The familiar song gets a new setting in this trip to a Guatemalan market.

The green and orange bus, roof piled high with baskets and bowls, bags and chickens, leaves the village just as the sun is coming up: “The bus starts up with a rumble and crunch. / The driver calls out, ‘We’ll be there by lunch.’ / The bus starts up with a rumble and a crunch / On the journey to the town.” The wheels go round over dusty ground, the children shout and play along the way, the papis stand up to sing and hum and bang a drum, and the babies cry bouncing low and high, until suddenly, “BANG!” A granny is there to calm the children, the mamis find a spare, and the people all lift the bus. Backmatter includes some facts about Guatemala and the first verse and music to the song.
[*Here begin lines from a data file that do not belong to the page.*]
//! Tick clock for the fixed-step simulation.
//!
//! All game timestamps are integer milliseconds so that think times, timeouts
//! and lag-compensation offsets compare exactly.

/// Level time advanced once per server frame.
#[derive(Debug, Clone)]
pub struct LevelTime {
    /// Current level time in milliseconds.
    time: i64,
    /// Length of one simulation step in milliseconds.
    frame_time: i64,
    /// Frames simulated since level start.
    frame_count: u64,
}

impl Default for LevelTime {
    fn default() -> Self {
        Self::new(16)
    }
}

impl LevelTime {
    /// Create a clock at time zero with the given step length.
    pub fn new(frame_time_ms: i64) -> Self {
        Self {
            time: 0,
            frame_time: frame_time_ms.max(1),
            frame_count: 0,
        }
    }

    /// Advance by one step.
    pub fn advance(&mut self) {
        self.time += self.frame_time;
        self.frame_count += 1;
    }

    /// Current time in milliseconds.
    pub fn now(&self) -> i64 {
        self.time
    }

    /// Step length in milliseconds.
    pub fn frame_time_ms(&self) -> i64 {
        self.frame_time
    }

    /// Step length in seconds.
    pub fn frame_time_seconds(&self) -> f32 {
        self.frame_time as f32 * 0.001
    }

    pub fn frame_count(&self) -> u64 {
        self.frame_count
    }
}

#[cfg(test)]
mod tests {
    use super::*;

    #[test]
    fn advance_adds_one_step() {
        let mut t = LevelTime::new(50);
        t.advance();
        t.advance();
        assert_eq!(t.now(), 100);
        assert_eq!(t.frame_count(), 2);
        assert!((t.frame_time_seconds() - 0.05).abs() < 1e-6);
    }

    #[test]
    fn zero_step_is_clamped() {
        let t = LevelTime::new(0);
        assert_eq!(t.frame_time_ms(), 1);
    }
}
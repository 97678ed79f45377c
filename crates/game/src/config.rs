//! Simulation settings. Loaded from `game.ron` at startup.

use serde::{Deserialize, Serialize};
use std::path::{Path, PathBuf};

/// Server-side simulation settings.
#[derive(Debug, Clone, Serialize, Deserialize)]
pub struct GameConfig {
    /// Client slots; entities `1..=max_clients` are players.
    #[serde(default = "default_max_clients")]
    pub max_clients: usize,
    /// Size of the entity arena, world and clients included.
    #[serde(default = "default_max_entities")]
    pub max_entities: usize,
    /// Server frame length in milliseconds.
    #[serde(default = "default_frame_time_ms")]
    pub frame_time_ms: i64,
    /// Distance projectiles are pushed forward when fired.
    #[serde(default = "default_projectile_prestep")]
    pub projectile_prestep: f32,
    /// Race rules: projectiles only clip world geometry, no plasma backtrace.
    #[serde(default)]
    pub race_gametype: bool,
    /// Teammates can hurt each other.
    #[serde(default)]
    pub friendly_fire: bool,
    #[serde(default = "default_gravity")]
    pub gravity: f32,
    /// Seed for spread and bubble ring randomness.
    #[serde(default = "default_seed")]
    pub seed: u64,
}

fn default_max_clients() -> usize {
    16
}
fn default_max_entities() -> usize {
    1024
}
fn default_frame_time_ms() -> i64 {
    16
}
fn default_projectile_prestep() -> f32 {
    100.0
}
fn default_gravity() -> f32 {
    850.0
}
fn default_seed() -> u64 {
    0x5eed
}

impl Default for GameConfig {
    fn default() -> Self {
        Self {
            max_clients: default_max_clients(),
            max_entities: default_max_entities(),
            frame_time_ms: default_frame_time_ms(),
            projectile_prestep: default_projectile_prestep(),
            race_gametype: false,
            friendly_fire: false,
            gravity: default_gravity(),
            seed: default_seed(),
        }
    }
}

impl GameConfig {
    /// Load config from `game.ron`. If the file is missing or invalid, returns default config.
    pub fn load() -> Self {
        Self::load_from(&config_path())
    }

    pub fn load_from(path: &Path) -> Self {
        if let Ok(data) = std::fs::read_to_string(path) {
            match Self::parse(&data) {
                Ok(c) => return c,
                Err(e) => log::warn!("Invalid config at {:?}: {}, using defaults", path, e),
            }
        }
        Self::default()
    }

    pub fn parse(data: &str) -> anyhow::Result<Self> {
        let mut config: Self = ron::from_str(data)?;
        // Room for the world, every client and at least one spawned entity.
        if config.max_entities < config.max_clients + 2 {
            log::warn!(
                "max_entities {} too small for {} clients, raising",
                config.max_entities,
                config.max_clients
            );
            config.max_entities = config.max_clients + 2;
        }
        config.frame_time_ms = config.frame_time_ms.max(1);
        Ok(config)
    }

    /// Write the config as pretty RON.
    pub fn save_to(&self, path: &Path) -> anyhow::Result<()> {
        let s = ron::ser::to_string_pretty(self, ron::ser::PrettyConfig::default())?;
        std::fs::write(path, s)?;
        Ok(())
    }
}

fn config_path() -> PathBuf {
    std::env::current_dir().unwrap_or_else(|_| PathBuf::from(".")).join("game.ron")
}
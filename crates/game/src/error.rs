use thiserror::Error;

#[derive(Debug, Error)]
pub enum GameError {
    #[error("no free entities ({max} in use)")]
    EntityTableFull { max: usize },
}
While the lines of the song do not strictly repeat, the bright illustrations may prompt repeat readings, and children will catch on to the lines that vary. Ochre and tropical shades of blue, green and yellow fill the full-bleed illustrations with color, energy and vibrant patterns, as befits the Central American setting. Happy people share the bus’s interior with polka-dot chickens, the women all wear long skirts, the men sport hats, and donkeys and goats dot the countryside.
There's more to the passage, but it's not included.